I also was fortunate to see the Rauschenberg retrospective exhibit at MoMA. I saw a lot of his work when I lived in Manhattan. There were videos in the exhibit of his set designs for Merce Cunningham’s dances. The show brought back so many memories of my days in New York, how accessible art was in those days. Just walking out the door was an easy trip to a museum or gallery. These days it is a big event that doesn’t happen often. I don’t mind, actually like my quiet life. But then, I have seen so much, and easily. I don’t really feel a need to chase down excitement. There is plenty, right here inside my mind and memories.
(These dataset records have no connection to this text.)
//! Middleware for logging requests and responses.

use axum::{
    body::Body,
    extract::Request,
    http::{HeaderMap, HeaderValue, StatusCode, header::COOKIE},
    middleware::Next,
    response::{IntoResponse, Response},
};

use crate::{Error, identity::SESSION_COOKIE};

/// Bodies longer than this many characters are truncated in the `info` logs.
pub const LOG_BODY_LENGTH_LIMIT: usize = 64;

const REDACTED: &str = "********";

/// Log the request and response for each request.
///
/// Both the request and response are logged at the `info` level.
/// If a body is longer than [LOG_BODY_LENGTH_LIMIT] characters, it is
/// truncated and the full body is logged at the `debug` level.
///
/// The value of the session cookie is never written to the logs.
pub async fn logging_middleware(request: Request, next: Next) -> Response {
    let (parts, body) = request.into_parts();
    let body_bytes = match axum::body::to_bytes(body, usize::MAX).await {
        Ok(bytes) => bytes,
        Err(error) => {
            tracing::debug!("Could not read request body: {error}");
            return Error::BadRequest("could not read request body".to_owned()).into_response();
        }
    };

    log_request(
        &parts.method,
        &parts.uri,
        &redact_session_cookie(&parts.headers),
        &String::from_utf8_lossy(&body_bytes),
    );

    let request = Request::from_parts(parts, Body::from(body_bytes));
    let response = next.run(request).await;

    let (parts, body) = response.into_parts();
    let body_bytes = match axum::body::to_bytes(body, usize::MAX).await {
        Ok(bytes) => bytes,
        Err(error) => {
            tracing::error!("Could not read response body: {error}");
            return StatusCode::INTERNAL_SERVER_ERROR.into_response();
        }
    };

    log_response(
        parts.status,
        &parts.headers,
        &String::from_utf8_lossy(&body_bytes),
    );

    Response::from_parts(parts, Body::from(body_bytes))
}

/// Copy `headers`, replacing the session cookie's value so it can be logged.
fn redact_session_cookie(headers: &HeaderMap) -> HeaderMap {
    let mut redacted = headers.clone();
    redacted.remove(COOKIE);

    for value in headers.get_all(COOKIE) {
        let Ok(text) = value.to_str() else {
            redacted.append(COOKIE, HeaderValue::from_static(REDACTED));
            continue;
        };

        let cookies = text
            .split(';')
            .map(|pair| match pair.trim().split_once('=') {
                Some((name, _)) if name == SESSION_COOKIE => format!("{name}={REDACTED}"),
                _ => pair.trim().to_owned(),
            })
            .collect::<Vec<_>>()
            .join("; ");

        match HeaderValue::from_str(&cookies) {
            Ok(value) => redacted.append(COOKIE, value),
            Err(_) => redacted.append(COOKIE, HeaderValue::from_static(REDACTED)),
        };
    }

    redacted
}

/// Return the first [LOG_BODY_LENGTH_LIMIT] characters of `body` and whether it was cut short.
fn truncate_body(body: &str) -> (String, bool) {
    let mut chars = body.chars();
    let head: String = chars.by_ref().take(LOG_BODY_LENGTH_LIMIT).collect();

    (head, chars.next().is_some())
}

fn log_request(
    method: &axum::http::Method,
    uri: &axum::http::Uri,
    headers: &HeaderMap,
    body: &str,
) {
    let (head, truncated) = truncate_body(body);

    if truncated {
        tracing::info!("Received request: {method} {uri} {headers:#?}\nbody: {head}...");
        tracing::debug!("Full request body: {body:?}");
    } else {
        tracing::info!("Received request: {method} {uri} {headers:#?}\nbody: {body:?}");
    }
}

fn log_response(status: StatusCode, headers: &HeaderMap, body: &str) {
    let (head, truncated) = truncate_body(body);

    if truncated {
        tracing::info!("Sending response: {status} {headers:#?}\nbody: {head}...");
        tracing::debug!("Full response body: {body:?}");
    } else {
        tracing::info!("Sending response: {status} {headers:#?}\nbody: {body:?}");
    }
}
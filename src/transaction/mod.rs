//! Transaction management.
//!
//! This module contains everything related to transactions:
//! - The `Transaction` model and the database functions for storing and querying it
//! - The operations a caller may perform on their own transactions
//! - The route handlers for the transaction API

mod amount;
mod core;
mod create_endpoint;
mod delete_endpoint;
mod list_endpoint;
mod service;
mod view;

use axum::{
    http::StatusCode,
    response::{IntoResponse, Response},
};
use axum_htmx::HX_TRIGGER;

pub use core::{NewTransaction, Transaction, create_transaction, create_transaction_table};
pub use create_endpoint::create_transaction_endpoint;
pub use delete_endpoint::delete_transaction_endpoint;
pub use list_endpoint::get_transactions_endpoint;

#[cfg(test)]
pub use core::{count_transactions, get_transaction};

/// The HTMX event clients listen for to refresh their transaction list.
pub const RELOAD_TRANSACTIONS_EVENT: &str = "reload-transactions";

/// An empty 204 No Content response that tells HTMX clients to reload their transactions.
fn reload_transactions_response() -> Response {
    (
        StatusCode::NO_CONTENT,
        [(HX_TRIGGER, RELOAD_TRANSACTIONS_EVENT)],
    )
        .into_response()
}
So . . . I’ve been working on a new group of paintings, started in the last month or two. Because I had a three month hiatus, didn’t paint at all (rare for me), it feels like I could have a fresh start now, a new view. I’ve been asked a few times if these paintings are different and if so how. I can’t really answer that question. I don’t know. I’m continuing on, hoping that I am progressing, discovering, learning, growing. All of that. But I just don’t know.
I would like them to be more open, to be stronger. But at the same time, they must be subtle and suggestive. Again, I just don’t know if they are changing. Maybe I need an outside eye or probably, just to keep going. From experience, that works best. I have to trust myself and so painting more will tell me what I am doing.
One thing I am discovering is that I am finding the high contrast paintings, ones where the “field” is more muted, a pale color, come together more easily. I feel more “satisfied”. I am struggling mostly with the “beautiful” colors, the blues and the reds. But I keep going and I will get there. I don’t know how, but I will.
Because the high contrast ones are working so well, it makes what I usually do not work, not as satisfactory. It never ends!
Last week when I was walking in the woods with a neighbor and our dogs, I mentioned that I had been awake part of the night planning the exercise I was going to use in my painting class that morning. She wondered what it would be like to be “creative”. I, on the other hand, cannot imagine life otherwise, but just said it’s a twenty-four hour, non-stop way of being; it just is. Keeps me wondering how to approach all kinds of things. In this case, it’s the importance of composition in abstract painting.
A student once asked me what makes a good abstract painting. I had to think about it over the week, then came to the understanding it is how the work is organized, the composition. So I have been teaching a six week workshop on composition and will teach the same material, more or less again in Annapolis Royal in October. This current group is my set of guinea pigs. They actually are enjoying my experiments.
The project I worked with in the class last week revolved around using line to begin and or organize the work. Previously we had, among other things, used shapes. The challenge for me, as always, is how to communicate about a non-verbal process and awaken ideas in the students that they might not have had otherwise. Yes, creativity. It’s fascinating to me, developing ways to express ideas. Even on the way to the class I change the project, expand, revise it. In the end, the exercise was successful for everyone. And I slept well that night!
The last exhibit I had at the Orange Gallery, I called Coincidentally. The current one is Suppose We Do. These phrases are born from the way I work. Not planned, just accidents, possibilities, suggestions, choices. If I did know what I was going to do, how the painting would become, it would lose what makes it vital. There is no certainty, just the search.